1. **“Icon font” means a webfont with ligatures or codepoints**, not necessarily every third-party “icon solution” that still ships as inline SVG at runtime. **Confidence:** high. **Blast radius if wrong:** we might pivot to a tree-shaken SVG sprite approach; still meets styling goals but not the letter of the issue.

2. **Mermaid-generated SVG inside doc bodies is not in scope** for replacement by an icon font; triage mentioned it as context for “dynamic SVG,” not as UI chrome. **Confidence:** medium. **Blast radius:** product could later ask to restyle diagrams; that would be a separate renderer/design effort.

3. **Both `web/docs` and `web/admin` should follow the same font choice** for consistency and cache reuse. **Confidence:** medium. **Blast radius:** if admin must stay ultra-minimal, it could load a subset while docs loads the full variable font—more complexity.

4. **Self-hosting the font via the repo** is acceptable for licensing and CSP. **Confidence:** medium. **Blast radius:** if legal prefers Google CDN, adjust delivery and CSP docs only.

## Open questions

1. **Is Material’s visual language acceptable for Fullsend’s docs and admin?** If not, do we prefer **Font Awesome**, a **custom subset**, or another OFL font family? *Why it matters:* drives dependency and look-and-feel. *Resolve:* short design review or maintainer vote; spike one screen with Material and one with FA webfont.

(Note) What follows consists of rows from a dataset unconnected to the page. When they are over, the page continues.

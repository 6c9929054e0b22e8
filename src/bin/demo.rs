//! demo - end-to-end synthetic run of the live recognition pipeline
//!
//! Frames come from a `stub://` source, models are stubs, and the gallery
//! lives in memory. One identity is enrolled from the first frame so the face
//! path has something to match against.

use anyhow::{anyhow, Result};
use clap::Parser;
use std::sync::atomic::{AtomicBool, Ordering};
use std::sync::mpsc::Receiver;
use std::sync::Arc;
use std::thread;
use std::time::Duration;

use assist_vision::detect::backends::{StubFaceDetector, StubFaceEmbedder, StubObjectDetector};
use assist_vision::detect::preprocess::prepare_face;
use assist_vision::detect::DEFAULT_DETECTOR_INPUT;
use assist_vision::pipeline::PipelineEvent;
use assist_vision::{
    enroll, now_ms, BoundingBox, ChannelSink, FaceEmbedder, FileConfig, FileSource,
    InMemoryGalleryStore, Offer, Orchestrator, PipelineConfig, RecognitionPipeline,
};

const DEMO_IDENTITY: &str = "demo-person";

#[derive(Parser, Debug)]
#[command(author, version, about)]
struct Args {
    /// Duration in seconds for synthetic frames.
    #[arg(long, default_value_t = 5)]
    seconds: u64,
    /// Frames per second offered to the pipeline.
    #[arg(long, default_value_t = 10)]
    fps: u32,
    /// Synthetic frame width.
    #[arg(long, default_value_t = 320)]
    width: u32,
    /// Synthetic frame height.
    #[arg(long, default_value_t = 240)]
    height: u32,
}

fn main() -> Result<()> {
    env_logger::Builder::from_env(env_logger::Env::default().default_filter_or("info")).init();
    let args = Args::parse();
    if args.fps == 0 {
        return Err(anyhow!("fps must be >= 1"));
    }
    if args.width < 64 || args.height < 64 {
        return Err(anyhow!("frames must be at least 64x64"));
    }

    let mut config = PipelineConfig::default();
    config.detection.labels = vec!["person".to_string(), "cup".to_string()];

    let mut source = FileSource::new(FileConfig {
        path: "stub://demo".to_string(),
        width: args.width,
        height: args.height,
        ..FileConfig::default()
    })?;

    let face_box = BoundingBox::new(
        (args.width / 4) as i32,
        (args.height / 4) as i32,
        (args.width * 3 / 4) as i32,
        (args.height * 3 / 4) as i32,
    );

    stage("enroll demo identity");
    let gallery = Arc::new(InMemoryGalleryStore::new());
    let first = source.next_frame()?;
    let mut embedder = StubFaceEmbedder::new();
    let face = prepare_face(first.view().upright_image(), &face_box, embedder.input_size())?;
    enroll(gallery.as_ref(), DEMO_IDENTITY, &embedder.embed(&face)?, None, now_ms()?)?;
    first.release();

    stage("start pipeline");
    let (sink, events) = ChannelSink::new();
    let orchestrator = Orchestrator::builder(&config)
        .gallery(gallery)
        .sink(Arc::new(sink))
        .face_detector(move || Ok(StubFaceDetector::with_boxes(vec![face_box])))
        .face_embedder(|| Ok(StubFaceEmbedder::new()))
        .object_detector(|| Ok(StubObjectDetector::with_tensor(demo_tensor())))
        .build()?;
    let pipeline = RecognitionPipeline::start(orchestrator)?;

    let stop = Arc::new(AtomicBool::new(false));
    let handler_stop = stop.clone();
    ctrlc::set_handler(move || {
        handler_stop.store(true, Ordering::SeqCst);
    })?;

    stage("offer frames");
    let interval = Duration::from_millis(1000 / u64::from(args.fps));
    let total_frames = args.seconds.saturating_mul(u64::from(args.fps));
    for _ in 0..total_frames {
        if stop.load(Ordering::SeqCst) {
            log::info!("interrupted; stopping early");
            break;
        }
        let frame = source.next_frame()?;
        if pipeline.offer(frame) == Offer::Dropped {
            log::debug!("frame dropped (pipeline busy)");
        }
        log_events(&events);
        thread::sleep(interval);
    }

    stage("shutdown");
    pipeline.shutdown()?;
    let stats = pipeline.stats();
    log_events(&events);

    println!("{}", serde_json::to_string_pretty(&stats)?);
    println!("frames captured: {}", source.stats().frames_captured);
    Ok(())
}

/// One "person" near the top-left of the model input, as a single
/// `[x, y, w, h, conf, person, cup]` record.
fn demo_tensor() -> Vec<f32> {
    let edge = DEFAULT_DETECTOR_INPUT as f32;
    vec![edge * 0.1, edge * 0.1, edge * 0.2, edge * 0.3, 0.9, 0.8, 0.1]
}

fn log_events(events: &Receiver<PipelineEvent>) {
    for event in events.try_iter().filter(PipelineEvent::is_final) {
        match serde_json::to_string(&event) {
            Ok(json) => log::info!("{}", json),
            Err(e) => log::warn!("unserializable event: {}", e),
        }
    }
}

fn stage(name: &str) {
    log::info!("== {} ==", name);
}
//! Frame producers.
//!
//! Every source yields owned `Frame`s whose pixels are normalized to RGB at
//! construction. Live camera integrations push frames into
//! `pipeline::RecognitionPipeline::offer` directly; the sources here cover
//! local still images and a synthetic `stub://` stream.
//!
//! Sources MUST NOT store frames to disk or retain them after handoff.

pub mod file;
mod normalize;

pub use file::{FileConfig, FileSource, FileStats};
pub use normalize::PixelFormat;
pub(crate) use normalize::normalize_to_rgb;
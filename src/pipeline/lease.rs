use std::sync::atomic::{AtomicUsize, Ordering};
use std::sync::Arc;

use crate::frame::{Frame, FrameId, FrameView};

/// Per-frame completion counter.
///
/// The frame is released when the last outstanding [`AnalysisTicket`] is
/// completed or dropped, whichever order the analyses finish in. Because
/// tickets release on `Drop`, a panicking or cancelled analysis still counts.
pub struct FrameLease {
    frame: Frame,
    outstanding: AtomicUsize,
}

impl FrameLease {
    /// Take ownership of `frame` and return the first ticket.
    ///
    /// The caller holds that ticket while it hands out more with
    /// [`AnalysisTicket::share`], then completes it, so the count cannot reach
    /// zero while analyses are still being registered.
    pub fn open(frame: Frame) -> AnalysisTicket {
        let lease = Arc::new(FrameLease {
            frame,
            outstanding: AtomicUsize::new(1),
        });
        AnalysisTicket { lease }
    }

    pub fn frame(&self) -> &Frame {
        &self.frame
    }

    pub fn outstanding(&self) -> usize {
        self.outstanding.load(Ordering::Acquire)
    }

    fn finish_one(&self) {
        if self.outstanding.fetch_sub(1, Ordering::AcqRel) == 1 {
            self.frame.release();
        }
    }
}

/// One analysis's share of a frame lease.
pub struct AnalysisTicket {
    lease: Arc<FrameLease>,
}

impl AnalysisTicket {
    /// Register another analysis against the same frame.
    pub fn share(&self) -> AnalysisTicket {
        self.lease.outstanding.fetch_add(1, Ordering::AcqRel);
        AnalysisTicket {
            lease: Arc::clone(&self.lease),
        }
    }

    pub fn frame_id(&self) -> FrameId {
        self.lease.frame.id()
    }

    pub fn view(&self) -> FrameView<'_> {
        self.lease.frame.view()
    }

    pub fn lease(&self) -> &FrameLease {
        &self.lease
    }

    /// Mark this analysis finished.
    pub fn complete(self) {}
}

impl Drop for AnalysisTicket {
    fn drop(&mut self) {
        self.lease.finish_one();
    }
}
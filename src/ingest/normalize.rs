use anyhow::{anyhow, Result};
use zeroize::Zeroize;

/// Layout of a captured pixel buffer.
#[derive(Clone, Copy, Debug, Default, PartialEq, Eq)]
pub enum PixelFormat {
    /// Packed 8-bit RGB, row-major, no padding.
    #[default]
    Rgb24,
    /// Full-resolution Y plane followed by interleaved half-resolution UV.
    Nv12,
}

impl PixelFormat {
    /// Expected buffer length for a `width x height` frame.
    ///
    /// NV12 subsamples chroma 2x2, so both dimensions must be even.
    pub fn buffer_len(&self, width: u32, height: u32) -> Result<usize> {
        if *self == PixelFormat::Nv12 && (width % 2 != 0 || height % 2 != 0) {
            return Err(anyhow!("NV12 frames need even dimensions, got {}x{}", width, height));
        }
        let pixels = (width as usize)
            .checked_mul(height as usize)
            .ok_or_else(|| anyhow!("frame dimensions overflow"))?;
        let len = match self {
            PixelFormat::Rgb24 => pixels.checked_mul(3),
            PixelFormat::Nv12 => pixels.checked_add(pixels / 2),
        };
        len.ok_or_else(|| anyhow!("frame dimensions overflow"))
    }
}

/// Convert a captured buffer to packed RGB. RGB input is passed through
/// without copying; converted sources are zeroized.
pub(crate) fn normalize_to_rgb(
    pixels: Vec<u8>,
    width: u32,
    height: u32,
    format: PixelFormat,
) -> Result<Vec<u8>> {
    let expected = format.buffer_len(width, height)?;
    if pixels.len() != expected {
        return Err(anyhow!(
            "{:?} buffer is {} bytes, expected {} for {}x{}",
            format,
            pixels.len(),
            expected,
            width,
            height
        ));
    }
    match format {
        PixelFormat::Rgb24 => Ok(pixels),
        PixelFormat::Nv12 => {
            let mut source = pixels;
            let rgb = nv12_to_rgb(&source, width as usize);
            source.zeroize();
            Ok(rgb)
        }
    }
}

// Full-range BT.601 coefficients in 16.16 fixed point.
const CR_TO_R: i32 = 91_881;
const CB_TO_G: i32 = 22_554;
const CR_TO_G: i32 = 46_802;
const CB_TO_B: i32 = 116_130;
const HALF: i32 = 1 << 15;

fn nv12_to_rgb(source: &[u8], width: usize) -> Vec<u8> {
    let (luma, chroma) = source.split_at(source.len() * 2 / 3);
    let mut rgb = Vec::with_capacity(luma.len() * 3);
    for (row, luma_row) in luma.chunks_exact(width).enumerate() {
        let chroma_row = &chroma[(row / 2) * width..(row / 2 + 1) * width];
        for (col, &y) in luma_row.iter().enumerate() {
            let pair = col & !1;
            let cb = chroma_row[pair] as i32 - 128;
            let cr = chroma_row[pair + 1] as i32 - 128;
            let y = (y as i32) << 16;
            rgb.push(fixed_to_u8(y + CR_TO_R * cr));
            rgb.push(fixed_to_u8(y - CB_TO_G * cb - CR_TO_G * cr));
            rgb.push(fixed_to_u8(y + CB_TO_B * cb));
        }
    }
    rgb
}

fn fixed_to_u8(value: i32) -> u8 {
    ((value + HALF) >> 16).clamp(0, 255) as u8
}
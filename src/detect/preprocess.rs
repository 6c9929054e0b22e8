//! Image preparation for the model inputs.

use anyhow::Result;
use image::imageops::{self, FilterType};
use image::RgbImage;

use crate::detect::result::BoundingBox;
use crate::error::PipelineError;

/// Crop `bbox` out of `image`, clipping the box to the image bounds first.
///
/// Out-of-bounds boxes are clipped, not rejected. Only a box with no overlap
/// at all is an error.
pub fn crop_clamped(image: &RgbImage, bbox: &BoundingBox) -> Result<RgbImage> {
    let clipped = bbox
        .clamp_to(image.width(), image.height())
        .ok_or(PipelineError::EmptyCrop)?;
    let view = imageops::crop_imm(
        image,
        clipped.left as u32,
        clipped.top as u32,
        clipped.width() as u32,
        clipped.height() as u32,
    );
    Ok(view.to_image())
}

/// Stretch `image` to `size x size`. Aspect ratio is not preserved; the
/// tensor decoder scales each axis independently to match.
pub fn resize_square(image: &RgbImage, size: u32) -> RgbImage {
    if image.width() == size && image.height() == size {
        return image.clone();
    }
    imageops::resize(image, size, size, FilterType::Triangle)
}

/// Crop a face and resize it to the embedder input edge.
pub fn prepare_face(image: &RgbImage, bbox: &BoundingBox, input_size: u32) -> Result<RgbImage> {
    let face = crop_clamped(image, bbox)?;
    Ok(resize_square(&face, input_size))
}

#[cfg(test)]
mod tests {
    use super::*;
    use image::Rgb;

    fn gradient(width: u32, height: u32) -> RgbImage {
        RgbImage::from_fn(width, height, |x, y| Rgb([x as u8, y as u8, 0]))
    }

    #[test]
    fn crop_inside_bounds_keeps_pixels() -> Result<()> {
        let image = gradient(64, 48);
        let crop = crop_clamped(&image, &BoundingBox::new(10, 5, 20, 15))?;
        assert_eq!(crop.dimensions(), (10, 10));
        assert_eq!(crop.get_pixel(0, 0), &Rgb([10, 5, 0]));
        Ok(())
    }

    #[test]
    fn crop_clips_out_of_bounds_box() -> Result<()> {
        let image = gradient(64, 48);
        let crop = crop_clamped(&image, &BoundingBox::new(-10, 40, 20, 100))?;
        assert_eq!(crop.dimensions(), (20, 8));
        assert_eq!(crop.get_pixel(0, 0), &Rgb([0, 40, 0]));
        Ok(())
    }

    #[test]
    fn crop_without_overlap_is_empty_crop_error() {
        let image = gradient(64, 48);
        let err = crop_clamped(&image, &BoundingBox::new(100, 100, 120, 120)).unwrap_err();
        assert_eq!(
            err.downcast_ref::<PipelineError>(),
            Some(&PipelineError::EmptyCrop)
        );
    }

    #[test]
    fn prepare_face_produces_embedder_input() -> Result<()> {
        let image = gradient(640, 480);
        let face = prepare_face(&image, &BoundingBox::new(100, 100, 300, 260), 112)?;
        assert_eq!(face.dimensions(), (112, 112));
        Ok(())
    }
}
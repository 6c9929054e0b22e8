use anyhow::{anyhow, Result};
use serde::Deserialize;
use std::path::{Path, PathBuf};

use crate::decode::{parse_labels, DEFAULT_CONFIDENCE_THRESHOLD, DEFAULT_MAX_DETECTIONS};
use crate::detect::{DEFAULT_DETECTOR_INPUT, DEFAULT_EMBEDDER_INPUT};
use crate::error::PipelineError;
use crate::matcher::DEFAULT_SIMILARITY_THRESHOLD;
use crate::nms::DEFAULT_IOU_THRESHOLD;

const DEFAULT_DB_PATH: &str = "gallery.db";

#[derive(Debug, Deserialize, Default)]
struct PipelineConfigFile {
    db_path: Option<String>,
    models: Option<ModelConfigFile>,
    detection: Option<DetectionConfigFile>,
    recognition: Option<RecognitionConfigFile>,
    paths: Option<PathsConfigFile>,
}

#[derive(Debug, Deserialize, Default)]
struct ModelConfigFile {
    face_embedder: Option<PathBuf>,
    object_detector: Option<PathBuf>,
    embedder_input: Option<u32>,
    detector_input: Option<u32>,
}

#[derive(Debug, Deserialize, Default)]
struct DetectionConfigFile {
    labels: Option<Vec<String>>,
    labels_path: Option<PathBuf>,
    confidence_threshold: Option<f32>,
    iou_threshold: Option<f32>,
    max_detections: Option<usize>,
}

#[derive(Debug, Deserialize, Default)]
struct RecognitionConfigFile {
    similarity_threshold: Option<f32>,
    track_last_seen: Option<bool>,
}

#[derive(Debug, Deserialize, Default)]
struct PathsConfigFile {
    face: Option<bool>,
    objects: Option<bool>,
}

#[derive(Debug, Clone)]
pub struct PipelineConfig {
    pub db_path: String,
    pub models: ModelSettings,
    pub detection: DetectionSettings,
    pub recognition: RecognitionSettings,
    pub paths: PathSettings,
}

/// On-disk model files. Only used with the `backend-tract` feature.
#[derive(Debug, Clone)]
pub struct ModelSettings {
    pub face_embedder: Option<PathBuf>,
    pub object_detector: Option<PathBuf>,
    pub embedder_input: u32,
    pub detector_input: u32,
}

#[derive(Debug, Clone)]
pub struct DetectionSettings {
    pub labels: Vec<String>,
    pub confidence_threshold: f32,
    pub iou_threshold: f32,
    pub max_detections: usize,
}

#[derive(Debug, Clone)]
pub struct RecognitionSettings {
    pub similarity_threshold: f32,
    pub track_last_seen: bool,
}

/// Which analyses run per frame.
#[derive(Debug, Clone, Copy, PartialEq, Eq)]
pub struct PathSettings {
    pub face: bool,
    pub objects: bool,
}

impl Default for PipelineConfig {
    fn default() -> Self {
        Self {
            db_path: DEFAULT_DB_PATH.to_string(),
            models: ModelSettings {
                face_embedder: None,
                object_detector: None,
                embedder_input: DEFAULT_EMBEDDER_INPUT,
                detector_input: DEFAULT_DETECTOR_INPUT,
            },
            detection: DetectionSettings {
                labels: Vec::new(),
                confidence_threshold: DEFAULT_CONFIDENCE_THRESHOLD,
                iou_threshold: DEFAULT_IOU_THRESHOLD,
                max_detections: DEFAULT_MAX_DETECTIONS,
            },
            recognition: RecognitionSettings {
                similarity_threshold: DEFAULT_SIMILARITY_THRESHOLD,
                track_last_seen: true,
            },
            paths: PathSettings {
                face: true,
                objects: true,
            },
        }
    }
}

impl PipelineConfig {
    /// Load from the file named by `ASSIST_VISION_CONFIG` (if set), apply
    /// `ASSIST_VISION_*` overrides, then validate.
    pub fn load() -> Result<Self> {
        let config_path = std::env::var("ASSIST_VISION_CONFIG").ok();
        let file_cfg = match config_path.as_deref() {
            Some(path) if !path.trim().is_empty() => Some(read_config_file(Path::new(path))?),
            _ => None,
        };
        let mut cfg = Self::from_file(file_cfg.unwrap_or_default())?;
        cfg.apply_env()?;
        cfg.validate()?;
        Ok(cfg)
    }

    fn from_file(file: PipelineConfigFile) -> Result<Self> {
        let defaults = Self::default();
        let models = file.models.unwrap_or_default();
        let detection = file.detection.unwrap_or_default();
        let recognition = file.recognition.unwrap_or_default();
        let paths = file.paths.unwrap_or_default();

        let labels = match (detection.labels, detection.labels_path) {
            (Some(_), Some(_)) => {
                return Err(invalid("detection.labels and detection.labels_path are exclusive"))
            }
            (Some(labels), None) => labels,
            (None, Some(path)) => read_labels_file(&path)?,
            (None, None) => defaults.detection.labels,
        };

        Ok(Self {
            db_path: file.db_path.unwrap_or(defaults.db_path),
            models: ModelSettings {
                face_embedder: models.face_embedder,
                object_detector: models.object_detector,
                embedder_input: models
                    .embedder_input
                    .unwrap_or(defaults.models.embedder_input),
                detector_input: models
                    .detector_input
                    .unwrap_or(defaults.models.detector_input),
            },
            detection: DetectionSettings {
                labels,
                confidence_threshold: detection
                    .confidence_threshold
                    .unwrap_or(defaults.detection.confidence_threshold),
                iou_threshold: detection
                    .iou_threshold
                    .unwrap_or(defaults.detection.iou_threshold),
                max_detections: detection
                    .max_detections
                    .unwrap_or(defaults.detection.max_detections),
            },
            recognition: RecognitionSettings {
                similarity_threshold: recognition
                    .similarity_threshold
                    .unwrap_or(defaults.recognition.similarity_threshold),
                track_last_seen: recognition
                    .track_last_seen
                    .unwrap_or(defaults.recognition.track_last_seen),
            },
            paths: PathSettings {
                face: paths.face.unwrap_or(defaults.paths.face),
                objects: paths.objects.unwrap_or(defaults.paths.objects),
            },
        })
    }

    fn apply_env(&mut self) -> Result<()> {
        if let Ok(path) = std::env::var("ASSIST_VISION_DB_PATH") {
            if !path.trim().is_empty() {
                self.db_path = path;
            }
        }
        if let Some(value) = env_f32("ASSIST_VISION_CONFIDENCE_THRESHOLD")? {
            self.detection.confidence_threshold = value;
        }
        if let Some(value) = env_f32("ASSIST_VISION_IOU_THRESHOLD")? {
            self.detection.iou_threshold = value;
        }
        if let Some(value) = env_f32("ASSIST_VISION_SIMILARITY_THRESHOLD")? {
            self.recognition.similarity_threshold = value;
        }
        if let Ok(max) = std::env::var("ASSIST_VISION_MAX_DETECTIONS") {
            self.detection.max_detections = max.trim().parse().map_err(|_| {
                invalid("ASSIST_VISION_MAX_DETECTIONS must be a positive integer")
            })?;
        }
        if let Ok(labels) = std::env::var("ASSIST_VISION_LABELS") {
            let parsed = split_csv(&labels);
            if !parsed.is_empty() {
                self.detection.labels = parsed;
            }
        }
        Ok(())
    }

    fn validate(&self) -> Result<()> {
        for (name, value) in [
            ("confidence_threshold", self.detection.confidence_threshold),
            ("iou_threshold", self.detection.iou_threshold),
            ("similarity_threshold", self.recognition.similarity_threshold),
        ] {
            if !(0.0..=1.0).contains(&value) {
                return Err(invalid(&format!("{} must be within [0, 1], got {}", name, value)));
            }
        }
        if self.detection.max_detections == 0 {
            return Err(invalid("max_detections must be greater than zero"));
        }
        if self.models.embedder_input == 0 || self.models.detector_input == 0 {
            return Err(invalid("model input sizes must be greater than zero"));
        }
        if self.db_path.trim().is_empty() {
            return Err(invalid("db_path must not be empty"));
        }
        Ok(())
    }
}

fn invalid(message: &str) -> anyhow::Error {
    PipelineError::InvalidConfig(message.to_string()).into()
}

fn read_config_file(path: &Path) -> Result<PipelineConfigFile> {
    let raw = std::fs::read_to_string(path)
        .map_err(|e| anyhow!("failed to read config file {}: {}", path.display(), e))?;
    let is_toml = path
        .extension()
        .map(|ext| ext.eq_ignore_ascii_case("toml"))
        .unwrap_or(false);
    let cfg = if is_toml {
        toml::from_str(&raw).map_err(|e| anyhow!("invalid config file {}: {}", path.display(), e))?
    } else {
        serde_json::from_str(&raw)
            .map_err(|e| anyhow!("invalid config file {}: {}", path.display(), e))?
    };
    Ok(cfg)
}

fn read_labels_file(path: &Path) -> Result<Vec<String>> {
    let raw = std::fs::read_to_string(path)
        .map_err(|e| anyhow!("failed to read labels file {}: {}", path.display(), e))?;
    Ok(parse_labels(&raw))
}

fn env_f32(key: &str) -> Result<Option<f32>> {
    match std::env::var(key) {
        Ok(value) if !value.trim().is_empty() => value
            .trim()
            .parse()
            .map(Some)
            .map_err(|_| invalid(&format!("{} must be a number", key))),
        _ => Ok(None),
    }
}

fn split_csv(value: &str) -> Vec<String> {
    value
        .split(',')
        .map(|entry| entry.trim())
        .filter(|entry| !entry.is_empty())
        .map(|entry| entry.to_string())
        .collect()
}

2. **GitHub mark: font glyph vs retained SVG?** Brand guidelines may forbid generic “github-ish” shapes or require specific proportions. *Why it matters:* blocks “100% icon font” purity. *Resolve:* check GitHub logo rules; if needed, document a single **brand exception** component.

3. **Should we introduce a tiny shared package** (e.g. `web/shared/icons`) vs duplicated CSS imports in each Vite app? *Why it matters:* DRY vs coupling between unrelated apps. *Resolve:* implementer preference after seeing import ergonomics in Vite.

4. **CDN vs self-host for the font files?** *Why it matters:* performance, privacy, offline dev, CSP. *Resolve:* align with existing Cloudflare / worker headers; default to self-host unless policy says otherwise.

5. **Do we need automated visual regression** for icon alignment (line-height / baseline nits)? *Why it matters:* font metrics differ from SVG box sizing. *Resolve:* only if the repo already runs Playwright screenshot tests for these surfaces; otherwise manual checklist in the implementation PR.

## Scope / decomposition

Single coherent spec: **static UI chrome icons** in the two Svelte apps named in triage and confirmed in the tree. **Explicitly excluded:** Mermaid diagram SVG, arbitrary user-authored SVG in markdown, and any future graph widgets unless a new issue expands scope.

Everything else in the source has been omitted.